My other issue is that while there are very few vendors and most of the people working the booths have little idea what they are talking about, the show itself is too loud and busy to actually have a meaningful conversation in the first place. They keep squeezing the floor space to generate “buzz” but in reality,​ they generate headaches.

I am not usually somebody who rants but something really got under my skin yesterday. But hey, I am just a successful commercial photographer in an age where the likes of me are dying off, what would I know?

I went for a couple hours on Friday. As others have stated, it was overly crowded and difficult to have conversations with the few people that did know what they were talking about. The last two or three years I came away with the same feeling, "Next year I'm not going to bother." But it doesn't cost me anything to go, except for a few hours time. I do like walking around and seeing some of the equipment in person that I have been considering. Then I create a mental list of things I'd love to buy, and promptly ignore it throughout the year. The "models" that are posed around the show floor are just proof that some things about this show that really should change are clinging to the past, and the gaggle of people with cameras (I refuse to call them photographers) crowded around said "models" are cringe worthy at best. This year, more than years past felt rather sad, like everyone there realized that all the money they spent to set up booths here were just not worth it.

I flew over from the UK just for the show... not really, I just happened to be in NYC on the same week and was my first time at PhotoPlus. I had a quick wizz around but it was smaller than I expected.
The UK Photography show is quite a bit larger and seems to attract more retailers and possibly competition. B&H obviously attracts most of the business.

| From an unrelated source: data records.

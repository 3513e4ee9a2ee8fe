use std::sync::Arc;

use tracing::{info, span, Instrument, Level};

use crate::{
    adapters::{self, ObjectBackend},
    bucket::Bucket,
    config::StorageConfig,
    model::{error::StorageError, file::Visibility},
};

/// File service backed by a public and a private bucket. Both handles are
/// fixed at construction and shared by every call.
#[derive(Clone)]
pub struct GcsFileService {
    public_bucket: Bucket,
    private_bucket: Bucket,
}

impl GcsFileService {
    pub fn new(backend: Arc<dyn ObjectBackend>, public_bucket: &str, private_bucket: &str) -> Self {
        Self {
            public_bucket: Bucket::new(backend.clone(), public_bucket),
            private_bucket: Bucket::new(backend, private_bucket),
        }
    }

    /// Validates `config` first, so `gs://` bucket names are reduced to bare names.
    pub fn from_config(
        backend: Arc<dyn ObjectBackend>,
        config: &StorageConfig,
    ) -> Result<Self, StorageError> {
        let config = config.clone().validate()?;

        Ok(Self::new(backend, &config.public_bucket, &config.private_bucket))
    }

    /// Validates the config, reads the key file and opens both buckets. Bucket
    /// existence, access and the OAuth exchange are left to the first call.
    pub async fn connect(config: &StorageConfig) -> Result<Self, StorageError> {
        let span = span!(Level::INFO, "connect", context = "connect");
        async move {
            info!(
                key_file_name=%config.key_file_name.display(),
                public_bucket=%config.public_bucket,
                private_bucket=%config.private_bucket,
                "called"
            );

            let config = config.clone().validate()?;
            let client = adapters::gcs::connect(&config.key_file_name).await?;

            Self::from_config(Arc::new(client), &config)
        }
        .instrument(span)
        .await
    }

    pub fn public_bucket(&self) -> &Bucket {
        &self.public_bucket
    }

    pub fn private_bucket(&self) -> &Bucket {
        &self.private_bucket
    }

    pub fn bucket(&self, visibility: Visibility) -> &Bucket {
        match visibility {
            Visibility::Public => &self.public_bucket,
            Visibility::Private => &self.private_bucket,
        }
    }
}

Anyway.. the show was ok but as happens in the UK some of the booths attract big crowds making it hard to see or get around easily. Was fun to see some of the US bloggers and photo celebs in person though.

I also visited the Sony event... that was simply packed and unfortunately not that enjoyable on one level. Got to try the A9ii but would have been better I think if Sony had been at PhotoPlus. No idea what these guys have to pay to display at PhotoPlus but I bet it's not cheap.

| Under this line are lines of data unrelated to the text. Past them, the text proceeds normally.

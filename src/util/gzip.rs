use std::{
    io::{self, Write},
    pin::Pin,
    task::{ready, Context, Poll},
};

use bytes::Bytes;
use flate2::{write::GzEncoder, Compression};
use futures::Stream;

/// Gzip-compresses a chunk stream on the fly. The gzip trailer is emitted once
/// the inner stream ends; an inner error is passed through and ends the stream
/// without a trailer.
pub struct GzipStream<S> {
    inner: S,
    encoder: Option<GzEncoder<Vec<u8>>>,
}

impl<S> GzipStream<S> {
    pub fn new(inner: S) -> Self {
        Self {
            inner,
            encoder: Some(GzEncoder::new(Vec::new(), Compression::default())),
        }
    }
}

impl<S> Stream for GzipStream<S>
where
    S: Stream<Item = Result<Bytes, io::Error>> + Unpin,
{
    type Item = Result<Bytes, io::Error>;

    fn poll_next(self: Pin<&mut Self>, cx: &mut Context<'_>) -> Poll<Option<Self::Item>> {
        let this = self.get_mut();

        loop {
            let encoder = match this.encoder.as_mut() {
                None => return Poll::Ready(None),
                Some(encoder) => encoder,
            };

            match ready!(Pin::new(&mut this.inner).poll_next(cx)) {
                Some(Err(err)) => {
                    this.encoder = None;
                    return Poll::Ready(Some(Err(err)));
                }
                Some(Ok(chunk)) => {
                    if let Err(err) = encoder.write_all(&chunk) {
                        this.encoder = None;
                        return Poll::Ready(Some(Err(err)));
                    }

                    // the encoder only appends, so draining what it wrote so far is safe
                    let compressed = std::mem::take(encoder.get_mut());
                    if !compressed.is_empty() {
                        return Poll::Ready(Some(Ok(Bytes::from(compressed))));
                    }
                }
                None => {
                    let encoder = match this.encoder.take() {
                        None => return Poll::Ready(None),
                        Some(encoder) => encoder,
                    };

                    return Poll::Ready(Some(encoder.finish().map(Bytes::from)));
                }
            }
        }
    }
}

Try Clyde's (Frazier) Wine And Dine.

PhotoPlus is a shell of its former self.

The room used to have a lot of energy, but now it's a little depressing -- probably reflecting industry trends.

The only highlight now is seeing the beautiful prints at the Canon, Epson, and paper company booths.

And I really miss the seminars.

In the past, I attended talks with Martin Schoeller, Dan Winters, Jay Maisel, Greg Heisler, Chris Buck, John Paul Caponigro, and many other great photographers.

Javits Center has always suffered from its own location - being tucked away on the far west side with nothing photo-worthy to shoot. B&H would run free shuttles to/from their flagship store a few blocks away as a way to lure more customers. However, the newly built Hudson Yards are a beautiful photo op, and just right around the corner. I snapped this with my iPhone just the other day.

I have to admit that I was disappointed in the show this year. The lack of the conference part was definitely noticeable. Also, between Sony having their own event, and many vendors curtailing their own floor space there seemed to be an overall lack of gear. One thing I always enjoyed was the ability to easily touch and try different products. For instance, the Nikon booth had everything seemingly crammed on a couple of tables (like an Apple store). Makes me wonder if this is another expo whose days are numbered.